In fact, private health insurers are already allowed to cover preventive care. Many have apps for members to track their exercise, blood pressure and sleep, for example. They already provide extras care for preventive dental care, optical, acupuncture, physiotherapy, and perhaps in the future some more complementary therapies. Members can buy hospital care, extras care, or a general plan covering both.
But if a health insurer wants to include more out-of-hospital, GP-like services, this would mean covering more of the same benefits that Medicare already covers.
Is this a good idea?
This isn’t a new debate. Private health insurers have long tried to expand their role beyond hospital care.

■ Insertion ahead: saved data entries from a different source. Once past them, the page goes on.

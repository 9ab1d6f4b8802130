#![deny(
    unsafe_code,
    missing_docs,
    dead_code,
    unused_results,
    non_snake_case,
    unreachable_pub
)]

//! Wave scheduler that turns a wave configuration into timed spawn actions.
//!
//! The scheduler owns the wave counter and the spawn countdown but never
//! touches entities itself. Each tick the world calls [`WaveScheduler::advance`]
//! with the number of live attackers and then performs the returned
//! [`SchedulerAction`] values in order.

use elemental_defence_core::{CommandError, SpawnTier, WaveConfig, TICKS_PER_SECOND, TOTAL_WAVES};

/// Seconds before the next wave starts on its own.
pub const AUTO_START_SECONDS: f32 = 10.0;

/// Flat part of the wave completion bonus.
pub const COMPLETION_BONUS_BASE: u64 = 100;

/// Completion bonus added per wave number.
pub const COMPLETION_BONUS_PER_WAVE: u64 = 25;

/// Lifecycle of the wave in play.
#[derive(Clone, Copy, Debug, PartialEq, Eq)]
pub enum Phase {
    /// Between waves, possibly counting down to an automatic start.
    Idle,
    /// Spawns remain in the countdown.
    Spawning,
    /// Every spawn was emitted; waiting for the field to clear.
    Draining,
    /// The final wave was cleared.
    Victory,
}

/// Work the world must perform on behalf of the scheduler.
#[derive(Clone, Copy, Debug, PartialEq, Eq)]
pub enum SchedulerAction {
    /// Spawn one attacker of the current wave.
    Spawn {
        /// One-based wave supplying the attacker's stats.
        wave: u32,
        /// Category to spawn.
        tier: SpawnTier,
    },
    /// The wave finished; pay the bonus and repair defenders.
    Completed {
        /// Wave that finished.
        wave: u32,
        /// Gold granted for the clear.
        bonus: u64,
        /// Whether this was the final wave.
        victory: bool,
    },
    /// The auto-start countdown elapsed.
    AutoStart,
}

/// Completion bonus for reaching the provided wave number.
#[must_use]
pub const fn completion_bonus(next_wave: u32) -> u64 {
    COMPLETION_BONUS_BASE + COMPLETION_BONUS_PER_WAVE * next_wave as u64
}

/// Tier of the spawn emitted while `remaining` spawns are still queued.
///
/// Boss waves hold their bosses for the final `boss_count` spawns.
#[must_use]
pub const fn spawn_tier(is_boss: bool, remaining: u32, boss_count: u32) -> SpawnTier {
    if !is_boss {
        SpawnTier::Standard
    } else if remaining > boss_count {
        SpawnTier::Minion
    } else {
        SpawnTier::Boss
    }
}

/// State machine pacing spawns and detecting wave completion.
#[derive(Clone, Debug, PartialEq)]
pub struct WaveScheduler {
    phase: Phase,
    wave: u32,
    total: u32,
    remaining: u32,
    interval: f32,
    spawn_timer: f32,
    is_boss: bool,
    boss_count: u32,
    auto_start: Option<f32>,
}

impl Default for WaveScheduler {
    fn default() -> Self {
        Self::new(TOTAL_WAVES)
    }
}

impl WaveScheduler {
    /// Creates an idle scheduler positioned before the first of `total` waves.
    #[must_use]
    pub const fn new(total: u32) -> Self {
        Self {
            phase: Phase::Idle,
            wave: 1,
            total,
            remaining: 0,
            interval: 0.0,
            spawn_timer: 0.0,
            is_boss: false,
            boss_count: 0,
            auto_start: None,
        }
    }

    /// Current lifecycle phase.
    #[must_use]
    pub const fn phase(&self) -> Phase {
        self.phase
    }

    /// One-based number of the wave in play, or the next wave while idle.
    #[must_use]
    pub const fn wave(&self) -> u32 {
        self.wave
    }

    /// Number of waves that must be cleared for victory.
    #[must_use]
    pub const fn total(&self) -> u32 {
        self.total
    }

    /// Whether a wave is spawning or draining.
    #[must_use]
    pub const fn is_active(&self) -> bool {
        matches!(self.phase, Phase::Spawning | Phase::Draining)
    }

    /// Spawns left in the countdown.
    #[must_use]
    pub const fn remaining(&self) -> u32 {
        self.remaining
    }

    /// Seconds left on the auto-start countdown, if armed.
    #[must_use]
    pub const fn auto_start(&self) -> Option<f32> {
        self.auto_start
    }

    /// Arms the countdown that starts the next wave automatically.
    pub fn arm_auto_start(&mut self) {
        if self.phase == Phase::Idle {
            self.auto_start = Some(AUTO_START_SECONDS);
        }
    }

    /// Starts the next wave using its configuration.
    ///
    /// Returns the one-based wave number that began.
    pub fn begin(&mut self, config: &WaveConfig) -> Result<u32, CommandError> {
        match self.phase {
            Phase::Spawning | Phase::Draining => return Err(CommandError::WaveInProgress),
            Phase::Victory => return Err(CommandError::ContentExhausted),
            Phase::Idle => {}
        }
        if self.wave > self.total {
            return Err(CommandError::ContentExhausted);
        }

        self.phase = Phase::Spawning;
        self.remaining = config.count;
        self.interval = config.interval;
        self.spawn_timer = 0.0;
        self.is_boss = config.is_boss;
        self.boss_count = config.boss_count;
        self.auto_start = None;
        if self.remaining == 0 {
            self.phase = Phase::Draining;
        }
        Ok(self.wave)
    }

    /// Advances timers by one tick scaled by `scale`.
    pub fn advance(&mut self, scale: f32, live_attackers: usize, out: &mut Vec<SchedulerAction>) {
        match self.phase {
            Phase::Spawning => {
                self.spawn_timer -= scale;
                if self.spawn_timer > 0.0 {
                    return;
                }
                out.push(SchedulerAction::Spawn {
                    wave: self.wave,
                    tier: spawn_tier(self.is_boss, self.remaining, self.boss_count),
                });
                self.remaining -= 1;
                self.spawn_timer = self.interval;
                if self.remaining == 0 {
                    self.phase = Phase::Draining;
                }
            }
            Phase::Draining => {
                if live_attackers > 0 {
                    return;
                }
                let finished = self.wave;
                self.wave += 1;
                let bonus = completion_bonus(self.wave);
                let victory = self.wave > self.total;
                if victory {
                    self.wave = self.total;
                    self.phase = Phase::Victory;
                } else {
                    self.phase = Phase::Idle;
                    self.auto_start = Some(AUTO_START_SECONDS);
                }
                out.push(SchedulerAction::Completed {
                    wave: finished,
                    bonus,
                    victory,
                });
            }
            Phase::Idle => {
                let Some(seconds) = self.auto_start.as_mut() else {
                    return;
                };
                *seconds -= scale / TICKS_PER_SECOND;
                if *seconds <= 0.0 {
                    self.auto_start = None;
                    out.push(SchedulerAction::AutoStart);
                }
            }
            Phase::Victory => {}
        }
    }
}
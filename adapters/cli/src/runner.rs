//! Drives a world through a session plan using only the command surface.

use std::fmt;

use elemental_defence_core::{Command, Event, TimeScale, TICKS_PER_SECOND};
use elemental_defence_world::{self as world, query, Outcome, World, WorldConfig};
use tracing::{debug, info, warn};

use crate::session::SessionPlan;

/// Final tallies of a headless run.
#[derive(Clone, Debug, PartialEq)]
pub(crate) struct Summary {
    pub(crate) seed: u64,
    pub(crate) ticks: u64,
    pub(crate) waves_cleared: u32,
    pub(crate) outcome: Outcome,
    pub(crate) gold: u64,
    pub(crate) lives: u32,
    pub(crate) score: u64,
    pub(crate) defenders: usize,
    pub(crate) kills: u64,
    pub(crate) rejected: u64,
}

impl fmt::Display for Summary {
    fn fmt(&self, f: &mut fmt::Formatter<'_>) -> fmt::Result {
        writeln!(f, "Seed:          {}", self.seed)?;
        writeln!(f, "Outcome:       {:?}", self.outcome)?;
        writeln!(f, "Ticks:         {}", self.ticks)?;
        writeln!(f, "Waves cleared: {}", self.waves_cleared)?;
        writeln!(f, "Kills:         {}", self.kills)?;
        writeln!(f, "Score:         {}", self.score)?;
        writeln!(f, "Gold:          {}", self.gold)?;
        writeln!(f, "Lives:         {}", self.lives)?;
        writeln!(f, "Towers:        {}", self.defenders)?;
        write!(f, "Rejected:      {}", self.rejected)
    }
}

#[derive(Debug, Default)]
struct Tally {
    waves_cleared: u32,
    kills: u64,
    rejected: u64,
}

struct Runner {
    world: World,
    events: Vec<Event>,
    tally: Tally,
}

impl Runner {
    fn new(plan: &SessionPlan) -> Self {
        Self {
            world: World::with_config(WorldConfig {
                seed: plan.seed,
                total_waves: plan.waves,
                ..WorldConfig::default()
            }),
            events: Vec::new(),
            tally: Tally::default(),
        }
    }

    /// Applies a command and returns how many waves it completed.
    fn dispatch(&mut self, command: Command) -> u32 {
        self.events.clear();
        world::apply(&mut self.world, command, &mut self.events);

        let mut completed = 0;
        for event in &self.events {
            match event {
                Event::WaveCompleted { .. } => completed += 1,
                Event::AttackerKilled { .. } => self.tally.kills += 1,
                Event::CommandRejected { .. } => self.tally.rejected += 1,
                _ => {}
            }
            if let Some(notification) = event.notification() {
                match event {
                    Event::CommandRejected { .. } => {
                        warn!(code = notification.code, "{}", notification.message);
                    }
                    _ => info!(code = notification.code, "{}", notification.message),
                }
            }
        }
        self.tally.waves_cleared += completed;
        completed
    }

    fn upgrade_all(&mut self, plan: &SessionPlan) {
        for defender in plan.upgrade_targets() {
            let cost = query::defender(&self.world, defender).map(|snapshot| snapshot.upgrade_cost);
            match cost {
                Some(cost) if cost <= query::gold(&self.world) => {
                    let _ = self.dispatch(Command::UpgradeDefender { defender });
                }
                Some(_) => debug!(defender = defender.get(), "upgrade postponed"),
                None => {}
            }
        }
    }

    fn fire_ready_skills(&mut self) {
        if query::attackers(&self.world).is_empty() {
            return;
        }
        let ready: Vec<_> = query::defenders(&self.world)
            .into_iter()
            .filter(|defender| {
                defender.skill.is_some_and(|skill| skill.is_active())
                    && defender.active_cooldown <= 0.0
                    && defender.silenced <= 0.0
            })
            .map(|defender| defender.id)
            .collect();
        for defender in ready {
            let _ = self.dispatch(Command::TriggerActiveSkill { defender });
        }
    }

    fn summary(&self, seed: u64) -> Summary {
        Summary {
            seed,
            ticks: query::tick_index(&self.world),
            waves_cleared: self.tally.waves_cleared,
            outcome: query::outcome(&self.world),
            gold: query::gold(&self.world),
            lives: query::lives(&self.world),
            score: query::score(&self.world),
            defenders: query::defenders(&self.world).len(),
            kills: self.tally.kills,
            rejected: self.tally.rejected,
        }
    }
}

/// Plays a session until it ends or the tick budget runs out.
///
/// Waves are started back to back instead of waiting for the auto-start
/// countdown.
pub(crate) fn run(plan: &SessionPlan) -> Summary {
    let mut runner = Runner::new(plan);
    info!(seed = plan.seed, waves = plan.waves, "{}", query::welcome_banner(&runner.world));

    let _ = runner.dispatch(Command::BeginSession);
    if plan.fast {
        let _ = runner.dispatch(Command::SetTimeScale {
            scale: TimeScale::Double,
        });
    }
    for order in &plan.builds {
        let _ = runner.dispatch(Command::BuildDefender {
            archetype: order.archetype(),
            cell: order.cell(),
        });
    }
    let _ = runner.dispatch(Command::StartNextWave);

    let skill_period = TICKS_PER_SECOND as u64;
    while query::outcome(&runner.world) == Outcome::InProgress
        && query::tick_index(&runner.world) < plan.max_ticks
    {
        if runner.dispatch(Command::Tick) > 0 && query::outcome(&runner.world) == Outcome::InProgress {
            runner.upgrade_all(plan);
            let _ = runner.dispatch(Command::StartNextWave);
        }
        if plan.auto_skills && query::tick_index(&runner.world) % skill_period == 0 {
            runner.fire_ready_skills();
        }
    }

    runner.summary(plan.seed)
}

However, the core concern with allowing private insurers to cover more out-of-hospital care is the very real risk of driving up prices of out-of-hospital care and creating a two-tiered system.
About 45% of Australians hold private health insurance to cover hospital care.
If private insurers start paying for GP-like consultations too, it is highly likely doctors’ fees would rise. This is because private funds would likely offer a higher payment schedule above Medicare rebates to attract doctors to their networks. This would cause the overall costs of a consultation to rise.
Those without private health insurance, who rely solely on Medicare, would face a shrinking pool of doctors willing to bulk-bill or charge a modest gap, leading to longer wait times, fewer available appointments, and a greater struggle to access care. This would also lead to higher private health premiums as insurers pass on the cost of the higher doctor fees to members.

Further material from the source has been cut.